The press and comedians have recently focused on campaigns loading “B-roll” footage onto Internet sites where Super PACs and other outside spending groups can download the footage to use in political ads. Senator McConnell’s campaign’s use of this tactic has drawn the most attention, but it is far from the first or only campaign to do this. Aside from the irony of Super PACs using video from the very campaigns they cannot coordinate with, the Campaign Legal Center argues it is illegal, citing a statute and regulations that treat the “republication, in whole or in part” of a candidate’s campaign material to be an expenditure or in-kind contribution to the campaign. 2 U.S.C. § 441a(a)(7)(B)(iii) and 11 C.F.R. 109.23. What is missing from the debate is a little noticed line of decisions, dating back to 2010, in which three FEC Commissioners have consistently held that there is no “republication” of a candidate’s material if the outside group inserts its “own message” over the candidate’s footage.
Beginning with a 2010 decision involving the Democratic Congressional Campaign Committee (MUR 5879), followed by a 2012 decision involving American Crossroads (MUR 6357) and two decisions last year involving among others Christie Vilsack for Iowa (MUR 6617) and House Majority PAC and Cheri Bustos for Congress (MUR 6667), the FEC has split over whether an outside group can incorporate 10 to 15 seconds of footage obtained from the candidate’s website in a 30 or 33 second commercial. Three Commissioners have consistently found that an outside group —even a Super PAC—may use of “snippets” of a campaign’s publicly available “B roll” footage, so long as it does not repeat the “content, format and overall message” of the candidate’s ad. Statement of Reasons of Chair Caroline C. Hunter and Commissioners Donald F. McGahn II and Matthew S. Petersen, MUR 6357, page 4.

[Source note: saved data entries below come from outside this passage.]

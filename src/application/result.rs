use std::fmt;
use std::time::Duration;

use crate::domain::InvocationAttempt;

/// Failure categories reported across the core boundary. Exactly one applies
/// to every failed orchestration call.
#[derive(Debug, Clone, Copy, PartialEq, Eq)]
pub enum ErrorKind {
    InvalidInput,
    ConfigurationError,
    AllCandidatesExhausted,
    UnsupportedLanguagePair,
    StagingFailed,
    TranscriptionFailed,
    TranscriptionTimeout,
    VideoSynthesisFailed,
    VideoSynthesisTimeout,
    TranslationServiceUnavailable,
}

impl ErrorKind {
    pub fn as_str(&self) -> &'static str {
        match self {
            ErrorKind::InvalidInput => "invalid_input",
            ErrorKind::ConfigurationError => "configuration_error",
            ErrorKind::AllCandidatesExhausted => "all_candidates_exhausted",
            ErrorKind::UnsupportedLanguagePair => "unsupported_language_pair",
            ErrorKind::StagingFailed => "staging_failed",
            ErrorKind::TranscriptionFailed => "transcription_failed",
            ErrorKind::TranscriptionTimeout => "transcription_timeout",
            ErrorKind::VideoSynthesisFailed => "video_synthesis_failed",
            ErrorKind::VideoSynthesisTimeout => "video_synthesis_timeout",
            ErrorKind::TranslationServiceUnavailable => "translation_service_unavailable",
        }
    }
}

impl fmt::Display for ErrorKind {
    fn fmt(&self, f: &mut fmt::Formatter<'_>) -> fmt::Result {
        f.write_str(self.as_str())
    }
}

#[derive(Debug, Clone)]
pub enum Payload {
    GeneratedText(String),
    Translation {
        text: String,
        detected_source: Option<String>,
    },
    Transcript(String),
    VideoUrl(String),
}

#[derive(Debug, Clone, Default)]
pub struct Diagnostics {
    /// Label of the backend that served the request, when one did.
    pub served_by: Option<String>,
    pub elapsed: Duration,
    pub attempts: Vec<InvocationAttempt>,
}

#[derive(Debug, Clone)]
pub struct OrchestrationFailure {
    pub kind: ErrorKind,
    pub message: String,
}

/// The only object handed back across the core/web-layer boundary.
#[derive(Debug, Clone)]
pub struct OrchestrationResult {
    pub success: bool,
    pub payload: Option<Payload>,
    pub diagnostics: Diagnostics,
    pub error: Option<OrchestrationFailure>,
}

impl OrchestrationResult {
    pub fn ok(payload: Payload, diagnostics: Diagnostics) -> Self {
        Self {
            success: true,
            payload: Some(payload),
            diagnostics,
            error: None,
        }
    }

    pub fn err(kind: ErrorKind, message: impl Into<String>, diagnostics: Diagnostics) -> Self {
        Self {
            success: false,
            payload: None,
            diagnostics,
            error: Some(OrchestrationFailure {
                kind,
                message: message.into(),
            }),
        }
    }

    pub fn error_kind(&self) -> Option<ErrorKind> {
        self.error.as_ref().map(|e| e.kind)
    }
}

For these three Commissioners, the question turns on whether the independent group’s message is distinct from the candidate’s message, or if it simply “repeat[s] verbatim [the candidate’s] message….” Statement of Reasons of Commissioners Hunter and Petersen, MUR 6617, page 1, quoting Statement of Reasons of Chair Hunter and Commissioners McGahn and Petersen in MUR 6357. The candidate’s ad has not been “republished,” even if the campaign’s footage makes up a third of the images used in the independent expenditure, so long as the outside group or Super PAC has added its own “text, graphic, audio, and narration,” causing the ad to become the outside group’s “own message.” Statement of Reasons of Chair Caroline C. Hunter and Commissions Donald F. McGahn II and Matthew S. Petersen, MUR 6357, page 4. The fact that the outside group’s ad and the campaign’s ad touch on the same themes is not “materially significant” to the analysis. Only if the ad is “close to a carbon copy” of the candidate’s ad does it appear that it will run afoul of the law under this analysis.
Thus, it is no surprise to election lawyers that this cycle will be filled with readily available footage of candidates with flags, firefighters, puppies and the candidate’s adoring family. Nor would we be surprised to see the amount of footage outside groups use grow from a third of the images in the ad to half or three quarters of the ad, so long as the music, graphics and voiceover are new. What will be interesting is the first time a Super PAC downloads a candidate’s footage to make an ad that attacks that candidate, reminding us all that freedom on the Internet can be a double edged sword.